The fandom is divided over the continuity of this episode with the rest of the series. Darlene Wood's "Kitty" in this episode seems to already be Rainbow's sidekick, while Theresa Copperfield's "Kitty" only meets Rainbow for the first time in the first regular series episode. Additionally the supernatural element of this episode is more overt than even the season 3 episodes and really doesn't fit in line with the first season at all (in which the supernatural elements are often either exposed as false or left relatively unsure). Others in the fandom argue that this episode is simply out of order with the rest of them and fits nicely inbetween the 2nd and 3rd seasons (based off a few lines of dialogue in the season 3 premiere). In either case this episode is never directly referenced anywhere else in the series.
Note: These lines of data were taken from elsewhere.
//! API-Football HTTP client
//!
//! Endpoints used:
//! - `GET /fixtures?team=&season=&next=1` - next fixture for the tracked team
//! - `GET /fixtures?id=` - fixture details and status
//! - `GET /fixtures?team=&league=&season=&last=` - recent results for the form guide
//! - `GET /fixtures/lineups?fixture=` - lineups
//! - `GET /fixtures/events?fixture=` - goals and cards
//! - `GET /fixtures/statistics?fixture=` - team statistics
//!
//! Requests are spaced by a governor rate limiter, counted against the daily
//! quota, and retried on HTTP 429.

use std::num::NonZeroU32;
use std::sync::Arc;
use std::time::{Duration, Instant};

use async_trait::async_trait;
use chrono::{DateTime, Utc};
use governor::{
    clock::DefaultClock,
    state::{InMemoryState, NotKeyed},
    Quota, RateLimiter,
};
use reqwest::{
    header::{HeaderMap, HeaderValue, ACCEPT},
    Client, StatusCode,
};
use serde::de::DeserializeOwned;
use serde::Deserialize;

use crate::metrics;
use crate::models::{
    Competition, Event, EventId, FinalResult, Goal, LiveDetail, Lineup, Player, RecentResult,
    Score, StatLine, Team, TeamStatistics, Venue,
};
use crate::provider::{DataProvider, QuotaTracker};
use crate::utils::error::ProviderError;
use crate::utils::retry::{with_retry_if, RetryConfig};

// ============================================================================
// Configuration
// ============================================================================

/// Connection settings for the provider
#[derive(Debug, Clone)]
pub struct ProviderConfig {
    pub base_url: String,
    pub api_key: String,
    pub api_host: String,
    pub team_id: u64,
    pub season: i32,
    pub requests_per_minute: u32,
    pub request_timeout: Duration,
    /// Retry policy for HTTP 429
    pub retry: RetryConfig,
}

impl Default for ProviderConfig {
    fn default() -> Self {
        Self {
            base_url: "https://api-football-v1.p.rapidapi.com/v3".to_string(),
            api_key: String::new(),
            api_host: "api-football-v1.p.rapidapi.com".to_string(),
            team_id: 119,
            season: 2025,
            requests_per_minute: 10,
            request_timeout: Duration::from_secs(30),
            retry: RetryConfig::linear(2, Duration::from_secs(10)),
        }
    }
}

// ============================================================================
// Wire Types
// ============================================================================

#[derive(Debug, Deserialize)]
struct ApiEnvelope<T> {
    #[serde(default = "Vec::new")]
    response: Vec<T>,
    #[serde(default)]
    errors: serde_json::Value,
}

#[derive(Debug, Deserialize)]
struct ApiTeam {
    id: u64,
    name: String,
}

impl From<ApiTeam> for Team {
    fn from(team: ApiTeam) -> Self {
        Team {
            id: team.id,
            name: team.name,
        }
    }
}

#[derive(Debug, Deserialize, Default)]
struct ApiVenue {
    name: Option<String>,
    city: Option<String>,
}

#[derive(Debug, Deserialize, Default)]
struct ApiStatus {
    short: Option<String>,
}

#[derive(Debug, Deserialize)]
struct ApiFixture {
    id: u64,
    date: DateTime<Utc>,
    #[serde(default)]
    venue: ApiVenue,
    #[serde(default)]
    status: ApiStatus,
}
As originally shopped around, the pilot included an unaltered (and unlicensed) version of Ronnie James Dio's Rainbow in the Dark as the theme song. Once the show was actually picked up the producers consulted with Dio and ultimately brought him onboard. The writer/director's vision of the theme song had it being played on violin and piano with only a few vocals as the song faded out. Dio proved to be a perfectionist about this rewrite, repeatedly throwing out the works of a half dozen violinists before finally teaching himself the violin in four weeks of frenzied instruction in order to do it right. Ultimately Dio played both the violin and piano parts of the theme song as well as dozens of variants for various use in the soundtrack of the show. He did not record new vocals though, as he claimed the vocals he recorded when he was younger were of better quality than anything he could do today. Dio also played dozens (some say hundreds) of uncredited roles in the first season. This was the norm for everyone involved with the show as basic production costs along with Tennant's and Dio's salary ate up almost the entire budget. Some claim that his soundtrack work with RtMH reinvigorated his career and directly led to the late career renaissance that he had from 2001 until his death in 2010.